╔══

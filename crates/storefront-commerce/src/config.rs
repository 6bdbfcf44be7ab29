//! Storefront configuration.

use std::path::{Path, PathBuf};

use anyhow::{Context, Result};
use serde::{Deserialize, Serialize};
use storefront_observability::LogConfig;

use crate::browse::DEFAULT_PER_PAGE;
use crate::cart::PricingConfig;
use crate::error::CommerceError;

/// Storefront configuration file.
#[derive(Debug, Clone, Default, PartialEq, Serialize, Deserialize)]
pub struct StorefrontConfig {
    /// Where the product catalog comes from.
    #[serde(default)]
    pub catalog: CatalogConfig,

    /// Tax and shipping settings.
    #[serde(default)]
    pub pricing: PricingConfig,

    /// Category page settings.
    #[serde(default)]
    pub browse: BrowseConfig,

    /// Log output settings.
    #[serde(default)]
    pub logging: LogConfig,
}

impl StorefrontConfig {
    /// Load config from a file. Paths ending in `.json` are read as JSON,
    /// anything else as TOML.
    pub fn load(path: impl AsRef<Path>) -> Result<Self> {
        let path = path.as_ref();
        let content = std::fs::read_to_string(path)
            .with_context(|| format!("Failed to read config file: {}", path.display()))?;

        let config: Self = if is_json(path) {
            serde_json::from_str(&content)
                .with_context(|| format!("Failed to parse JSON config: {}", path.display()))?
        } else {
            toml::from_str(&content)
                .with_context(|| format!("Failed to parse TOML config: {}", path.display()))?
        };

        config
            .validate()
            .with_context(|| format!("Invalid config: {}", path.display()))?;
        Ok(config)
    }

    /// Parse and validate a TOML document.
    pub fn from_toml_str(content: &str) -> Result<Self> {
        let config: Self = toml::from_str(content).context("Failed to parse TOML config")?;
        config.validate()?;
        Ok(config)
    }

    /// Save config to a file, in the format implied by its extension.
    pub fn save(&self, path: impl AsRef<Path>) -> Result<()> {
        let path = path.as_ref();
        let content = if is_json(path) {
            serde_json::to_string_pretty(self)?
        } else {
            toml::to_string_pretty(self)?
        };

        std::fs::write(path, content)
            .with_context(|| format!("Failed to write config file: {}", path.display()))
    }

    /// Reject out-of-range values.
    pub fn validate(&self) -> Result<(), CommerceError> {
        let pricing = &self.pricing;
        if pricing.tax_rate.is_sign_negative() && !pricing.tax_rate.is_zero() {
            return Err(CommerceError::InvalidConfig(format!(
                "pricing.tax_rate must not be negative (got {})",
                pricing.tax_rate
            )));
        }
        if pricing.free_shipping_threshold.is_negative() {
            return Err(CommerceError::InvalidConfig(
                "pricing.free_shipping_threshold must not be negative".to_string(),
            ));
        }
        if pricing.flat_shipping_fee.is_negative() {
            return Err(CommerceError::InvalidConfig(
                "pricing.flat_shipping_fee must not be negative".to_string(),
            ));
        }
        if self.browse.per_page == 0 {
            return Err(CommerceError::InvalidConfig(
                "browse.per_page must be at least 1".to_string(),
            ));
        }
        Ok(())
    }
}

fn is_json(path: &Path) -> bool {
    path.extension().is_some_and(|ext| ext == "json")
}

/// Catalog source settings.
#[derive(Debug, Clone, PartialEq, Eq, Serialize, Deserialize)]
pub struct CatalogConfig {
    /// Path of the catalog JSON file.
    #[serde(default = "default_catalog_path")]
    pub path: PathBuf,

    /// URL of the catalog. Used instead of `path` when the `http` feature
    /// is enabled.
    #[serde(default, skip_serializing_if = "Option::is_none")]
    pub url: Option<String>,
}

fn default_catalog_path() -> PathBuf {
    PathBuf::from("public/products.json")
}

impl Default for CatalogConfig {
    fn default() -> Self {
        Self {
            path: default_catalog_path(),
            url: None,
        }
    }
}

/// Category page settings.
#[derive(Debug, Clone, Copy, PartialEq, Eq, Serialize, Deserialize)]
pub struct BrowseConfig {
    /// Products per page.
    #[serde(default = "default_per_page")]
    pub per_page: usize,
}

fn default_per_page() -> usize {
    DEFAULT_PER_PAGE
}

impl Default for BrowseConfig {
    fn default() -> Self {
        Self {
            per_page: default_per_page(),
        }
    }
}

/// Generate a default storefront.toml config file.
pub fn generate_default_config() -> String {
    r#"# Storefront configuration

[catalog]
path = "public/products.json"
# url = "https://shop.example.com/products.json"

[pricing]
tax_rate = 0.08
# Shipping is free when the subtotal is above this amount.
free_shipping_threshold = 100
flat_shipping_fee = 15

[browse]
per_page = 12

[logging]
level = "info"
format = "human"
# filter = "storefront_commerce=debug,info"
"#
    .to_string()
}

#[cfg(test)]
mod tests {
    use super::*;
    use crate::money::Money;
    use rust_decimal::Decimal;
    use std::io::Write;
    use storefront_observability::{LogFormat, LogLevel};

    #[test]
    fn test_default_template_matches_defaults() {
        let config = StorefrontConfig::from_toml_str(&generate_default_config()).unwrap();
        assert_eq!(config, StorefrontConfig::default());
    }

    #[test]
    fn test_empty_document_uses_defaults() {
        let config = StorefrontConfig::from_toml_str("").unwrap();
        assert_eq!(config.catalog.path, PathBuf::from("public/products.json"));
        assert_eq!(config.pricing.tax_rate, Decimal::new(8, 2));
        assert_eq!(config.browse.per_page, 12);
        assert_eq!(config.logging.level, LogLevel::Info);
    }

    #[test]
    fn test_partial_sections() {
        let config = StorefrontConfig::from_toml_str(
            r#"
            [pricing]
            flat_shipping_fee = 9.5

            [logging]
            format = "json"
            "#,
        )
        .unwrap();
        assert_eq!(config.pricing.flat_shipping_fee, Money::from_cents(950));
        assert_eq!(config.pricing.free_shipping_threshold, Money::from_major(100));
        assert_eq!(config.logging.format, LogFormat::Json);
    }

    #[test]
    fn test_validation() {
        let err = StorefrontConfig::from_toml_str("[pricing]\ntax_rate = -0.1\n").unwrap_err();
        assert!(err.to_string().contains("tax_rate"));

        let err = StorefrontConfig::from_toml_str("[browse]\nper_page = 0\n").unwrap_err();
        assert!(err.to_string().contains("per_page"));
    }

    #[test]
    fn test_load_json() {
        let mut file = tempfile::Builder::new().suffix(".json").tempfile().unwrap();
        file.write_all(br#"{"catalog": {"url": "https://shop.example.com/products.json"}}"#)
            .unwrap();

        let config = StorefrontConfig::load(file.path()).unwrap();
        assert_eq!(
            config.catalog.url.as_deref(),
            Some("https://shop.example.com/products.json")
        );
        assert_eq!(config.catalog.path, PathBuf::from("public/products.json"));
    }

    #[test]
    fn test_save_and_load_toml() {
        let dir = tempfile::tempdir().unwrap();
        let path = dir.path().join("storefront.toml");

        let mut config = StorefrontConfig::default();
        config.browse.per_page = 24;
        config.save(&path).unwrap();

        assert_eq!(StorefrontConfig::load(&path).unwrap(), config);
    }

    #[test]
    fn test_missing_file() {
        let err = StorefrontConfig::load("/nonexistent/storefront.toml").unwrap_err();
        assert!(err.to_string().contains("Failed to read config file"));
    }
}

╚══

_EXERCISE_
Show the lines where the word "Deserialize" appears in the entries.

_TASK SOLUTION_
use serde::{Deserialize, Serialize};
#[derive(Debug, Clone, Default, PartialEq, Serialize, Deserialize)]
#[derive(Debug, Clone, PartialEq, Eq, Serialize, Deserialize)]
#[derive(Debug, Clone, Copy, PartialEq, Eq, Serialize, Deserialize)]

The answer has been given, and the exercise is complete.